━━━ DATA TO PROCESS

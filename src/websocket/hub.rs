//! Broadcast Hub
//!
//! Owns the set of live WebSocket clients and decides what each one is sent.
//!
//! Every client gets its own bounded queue, drained by its connection task.
//! The hub never awaits a client: frames are pushed with `try_send`, so a
//! slow viewer only loses its own frames and never stalls the broker loop.

use std::collections::HashMap;
use std::sync::Arc;
use thiserror::Error;
use tokio::sync::{mpsc, RwLock};
use uuid::Uuid;

use super::messages::Envelope;
use crate::reading::Reading;

/// Unique identifier for a WebSocket client
pub type ClientId = String;

/// A serialized envelope, shared by every client it is sent to
pub type Frame = Arc<str>;

/// Sending half of a client's outbound queue
pub type FrameSender = mpsc::Sender<Frame>;

/// Manages all connected stream clients
pub struct BroadcastHub {
    /// Active clients: ClientId → queue sender
    clients: RwLock<HashMap<ClientId, FrameSender>>,
    /// Configuration
    config: HubConfig,
}

/// Configuration for the broadcast hub
#[derive(Debug, Clone)]
pub struct HubConfig {
    /// Maximum number of concurrent clients
    pub max_connections: usize,
    /// Outbound queue depth per client
    pub client_queue_capacity: usize,
}

impl Default for HubConfig {
    fn default() -> Self {
        Self {
            max_connections: 1000,
            client_queue_capacity: 64,
        }
    }
}

/// Outcome of a single broadcast
#[derive(Debug, Clone, Copy, Default, PartialEq, Eq)]
pub struct BroadcastReport {
    /// Clients the frame was queued for
    pub delivered: usize,
    /// Clients whose queue was full; they miss this frame
    pub skipped: usize,
    /// Clients found closed and removed
    pub removed: usize,
}

impl BroadcastHub {
    /// Create a new hub
    pub fn new(config: HubConfig) -> Self {
        Self {
            clients: RwLock::new(HashMap::new()),
            config,
        }
    }

    /// Create a queue sized for one client
    pub fn client_channel(&self) -> (FrameSender, mpsc::Receiver<Frame>) {
        mpsc::channel(self.config.client_queue_capacity.max(1))
    }

    /// Register a new client
    ///
    /// The welcome envelope is queued before the client joins the broadcast
    /// set, so it always precedes any `sensor_data` frame.
    pub async fn register(&self, sender: FrameSender) -> Result<ClientId, HubError> {
        let welcome = Envelope::connection()
            .to_frame()
            .map_err(|e| HubError::Serialization(e.to_string()))?;

        let mut clients = self.clients.write().await;
        if clients.len() >= self.config.max_connections {
            return Err(HubError::TooManyConnections(self.config.max_connections));
        }

        sender
            .try_send(Frame::from(welcome))
            .map_err(|_| HubError::SendFailed)?;

        let id = Uuid::new_v4().to_string();
        clients.insert(id.clone(), sender);

        tracing::info!(client_id = %id, clients = clients.len(), "WebSocket client registered");
        Ok(id)
    }

    /// Unregister a client
    ///
    /// Returns `false` when the client was already gone.
    pub async fn unregister(&self, id: &str) -> bool {
        let mut clients = self.clients.write().await;
        let removed = clients.remove(id).is_some();
        if removed {
            tracing::info!(client_id = %id, clients = clients.len(), "WebSocket client unregistered");
        }
        removed
    }

    /// Send a reading to every registered client
    pub async fn broadcast(&self, reading: Reading) -> Result<BroadcastReport, HubError> {
        let frame: Frame = Envelope::sensor_data(reading)
            .to_frame()
            .map_err(|e| HubError::Serialization(e.to_string()))?
            .into();

        Ok(self.broadcast_frame(frame).await)
    }

    /// Send an already serialized frame to every registered client
    pub async fn broadcast_frame(&self, frame: Frame) -> BroadcastReport {
        let mut report = BroadcastReport::default();
        let mut dead = Vec::new();

        {
            let clients = self.clients.read().await;
            for (id, sender) in clients.iter() {
                match sender.try_send(Arc::clone(&frame)) {
                    Ok(()) => report.delivered += 1,
                    Err(mpsc::error::TrySendError::Full(_)) => {
                        tracing::debug!(client_id = %id, "Client queue full, frame skipped");
                        report.skipped += 1;
                    }
                    Err(mpsc::error::TrySendError::Closed(_)) => dead.push(id.clone()),
                }
            }
        }

        for id in dead {
            if self.unregister(&id).await {
                report.removed += 1;
            }
        }

        tracing::trace!(
            delivered = report.delivered,
            skipped = report.skipped,
            removed = report.removed,
            "Broadcast reading"
        );
        report
    }

    /// Drop every client queue
    ///
    /// Each connection task sees its queue close, sends a close frame and
    /// exits, unregistering itself on the way out.
    pub async fn close_all(&self) -> usize {
        let mut clients = self.clients.write().await;
        let count = clients.len();
        clients.clear();
        tracing::info!(clients = count, "Closed all WebSocket clients");
        count
    }

    /// Get the current client count
    pub async fn connection_count(&self) -> usize {
        self.clients.read().await.len()
    }

    /// Whether a client is currently registered
    pub async fn is_registered(&self, id: &str) -> bool {
        self.clients.read().await.contains_key(id)
    }
}

impl Default for BroadcastHub {
    fn default() -> Self {
        Self::new(HubConfig::default())
    }
}

/// Errors that can occur in the broadcast hub
#[derive(Debug, Error)]
pub enum HubError {
    #[error("Too many connections (limit: {0})")]
    TooManyConnections(usize),

    #[error("Failed to send message")]
    SendFailed,

    #[error("Failed to serialize envelope: {0}")]
    Serialization(String),
}

#[cfg(test)]
mod tests {
    use super::*;
    use crate::reading::Unit;

    fn reading(temperature: f64) -> Reading {
        Reading::new(temperature, 50.0, Unit::Celsius)
    }

    #[test]
    fn test_default_config() {
        let config = HubConfig::default();
        assert_eq!(config.max_connections, 1000);
        assert_eq!(config.client_queue_capacity, 64);
    }

    #[tokio::test]
    async fn test_register_unregister() {
        let hub = BroadcastHub::default();
        let (tx, _rx) = hub.client_channel();

        let id = hub.register(tx).await.unwrap();
        assert!(!id.is_empty());
        assert_eq!(hub.connection_count().await, 1);

        assert!(hub.unregister(&id).await);
        assert_eq!(hub.connection_count().await, 0);
    }

    #[tokio::test]
    async fn test_unregister_twice_is_noop() {
        let hub = BroadcastHub::default();
        let (tx, _rx) = hub.client_channel();
        let (other_tx, _other_rx) = hub.client_channel();

        let id = hub.register(tx).await.unwrap();
        hub.register(other_tx).await.unwrap();

        assert!(hub.unregister(&id).await);
        assert!(!hub.unregister(&id).await);
        assert_eq!(hub.connection_count().await, 1);
    }

    #[tokio::test]
    async fn test_register_sends_connection_first() {
        let hub = BroadcastHub::default();
        let (tx, mut rx) = hub.client_channel();

        hub.register(tx).await.unwrap();
        hub.broadcast(reading(20.0)).await.unwrap();

        let first: Envelope = serde_json::from_str(&rx.recv().await.unwrap()).unwrap();
        assert_eq!(first, Envelope::connection());

        let second: Envelope = serde_json::from_str(&rx.recv().await.unwrap()).unwrap();
        assert_eq!(second, Envelope::sensor_data(reading(20.0)));

        assert!(rx.try_recv().is_err());
    }

    #[tokio::test]
    async fn test_connection_limit() {
        let hub = BroadcastHub::new(HubConfig {
            max_connections: 2,
            client_queue_capacity: 4,
        });

        let (tx1, _rx1) = hub.client_channel();
        let (tx2, _rx2) = hub.client_channel();
        let (tx3, _rx3) = hub.client_channel();

        hub.register(tx1).await.unwrap();
        hub.register(tx2).await.unwrap();
        let result = hub.register(tx3).await;

        assert!(matches!(result, Err(HubError::TooManyConnections(2))));
        assert_eq!(hub.connection_count().await, 2);
    }

    #[tokio::test]
    async fn test_broadcast_identical_frames() {
        let hub = BroadcastHub::default();
        let mut receivers = Vec::new();
        for _ in 0..5 {
            let (tx, mut rx) = hub.client_channel();
            hub.register(tx).await.unwrap();
            rx.recv().await.unwrap();
            receivers.push(rx);
        }

        let report = hub.broadcast(reading(24.5)).await.unwrap();
        assert_eq!(report.delivered, 5);

        let frames: Vec<Frame> = receivers
            .iter_mut()
            .map(|rx| rx.try_recv().unwrap())
            .collect();
        for frame in &frames[1..] {
            assert_eq!(frame.as_bytes(), frames[0].as_bytes());
            assert!(Arc::ptr_eq(frame, &frames[0]));
        }
    }

    #[tokio::test]
    async fn test_closed_client_removed_others_still_served() {
        let hub = BroadcastHub::default();

        let (tx1, mut rx1) = hub.client_channel();
        let (tx2, rx2) = hub.client_channel();
        let (tx3, mut rx3) = hub.client_channel();

        hub.register(tx1).await.unwrap();
        let gone = hub.register(tx2).await.unwrap();
        hub.register(tx3).await.unwrap();

        drop(rx2);

        let report = hub.broadcast(reading(19.0)).await.unwrap();
        assert_eq!(report.delivered, 2);
        assert_eq!(report.removed, 1);
        assert!(!hub.is_registered(&gone).await);
        assert_eq!(hub.connection_count().await, 2);

        // welcome + reading
        assert!(rx1.recv().await.is_some());
        assert!(rx1.recv().await.is_some());
        assert!(rx3.recv().await.is_some());
        assert!(rx3.recv().await.is_some());

        // removal is a real unregister: a second one is a no-op
        assert!(!hub.unregister(&gone).await);
    }

    #[tokio::test]
    async fn test_full_queue_skips_only_that_client() {
        let hub = BroadcastHub::new(HubConfig {
            max_connections: 10,
            client_queue_capacity: 2,
        });

        let (slow_tx, mut slow_rx) = hub.client_channel();
        let (fast_tx, mut fast_rx) = hub.client_channel();
        let slow = hub.register(slow_tx).await.unwrap();
        hub.register(fast_tx).await.unwrap();
        fast_rx.recv().await.unwrap();

        // slow client still holds its welcome frame; one slot left
        hub.broadcast(reading(1.0)).await.unwrap();
        fast_rx.recv().await.unwrap();
        let report = hub.broadcast(reading(2.0)).await.unwrap();

        assert_eq!(report.skipped, 1);
        assert_eq!(report.delivered, 1);
        assert!(hub.is_registered(&slow).await);

        let frame: Envelope = serde_json::from_str(&fast_rx.recv().await.unwrap()).unwrap();
        assert_eq!(frame, Envelope::sensor_data(reading(2.0)));

        assert!(slow_rx.recv().await.is_some());
        assert!(slow_rx.recv().await.is_some());
        assert!(slow_rx.try_recv().is_err());
    }

    #[tokio::test]
    async fn test_broadcast_preserves_order() {
        let hub = BroadcastHub::default();
        let (tx, mut rx) = hub.client_channel();
        hub.register(tx).await.unwrap();
        rx.recv().await.unwrap();

        for i in 0..10 {
            hub.broadcast(reading(i as f64)).await.unwrap();
        }

        for i in 0..10 {
            let envelope: Envelope = serde_json::from_str(&rx.recv().await.unwrap()).unwrap();
            assert_eq!(envelope, Envelope::sensor_data(reading(i as f64)));
        }
    }

    #[tokio::test]
    async fn test_broadcast_with_no_clients() {
        let hub = BroadcastHub::default();
        let report = hub.broadcast(reading(10.0)).await.unwrap();
        assert_eq!(report, BroadcastReport::default());
    }

    #[tokio::test]
    async fn test_close_all_closes_queues() {
        let hub = BroadcastHub::default();
        let (tx, mut rx) = hub.client_channel();
        hub.register(tx).await.unwrap();

        assert_eq!(hub.close_all().await, 1);
        assert_eq!(hub.connection_count().await, 0);

        // welcome is still buffered, then the queue reports closed
        assert!(rx.recv().await.is_some());
        assert!(rx.recv().await.is_none());
    }

    #[tokio::test]
    async fn test_concurrent_register_and_broadcast() {
        let hub = Arc::new(BroadcastHub::default());
        let mut handles = Vec::new();

        for _ in 0..20 {
            let hub = Arc::clone(&hub);
            handles.push(tokio::spawn(async move {
                let (tx, mut rx) = hub.client_channel();
                let id = hub.register(tx).await.unwrap();
                hub.broadcast(reading(5.0)).await.unwrap();
                let first: Envelope = serde_json::from_str(&rx.recv().await.unwrap()).unwrap();
                hub.unregister(&id).await;
                first
            }));
        }

        for handle in handles {
            assert_eq!(handle.await.unwrap(), Envelope::connection());
        }
        assert_eq!(hub.connection_count().await, 0);
    }
}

━━━━━━

§ EXERCISE REQUIREMENTS: Quote only the lines from the one containing "let hub = Arc::new(BroadcastHub::default());" through the final line of the records, with both ends included.

§ ANSWER TO THE PROBLEM:
        let hub = Arc::new(BroadcastHub::default());
        let mut handles = Vec::new();

        for _ in 0..20 {
            let hub = Arc::clone(&hub);
            handles.push(tokio::spawn(async move {
                let (tx, mut rx) = hub.client_channel();
                let id = hub.register(tx).await.unwrap();
                hub.broadcast(reading(5.0)).await.unwrap();
                let first: Envelope = serde_json::from_str(&rx.recv().await.unwrap()).unwrap();
                hub.unregister(&id).await;
                first
            }));
        }

        for handle in handles {
            assert_eq!(handle.await.unwrap(), Envelope::connection());
        }
        assert_eq!(hub.connection_count().await, 0);
    }
}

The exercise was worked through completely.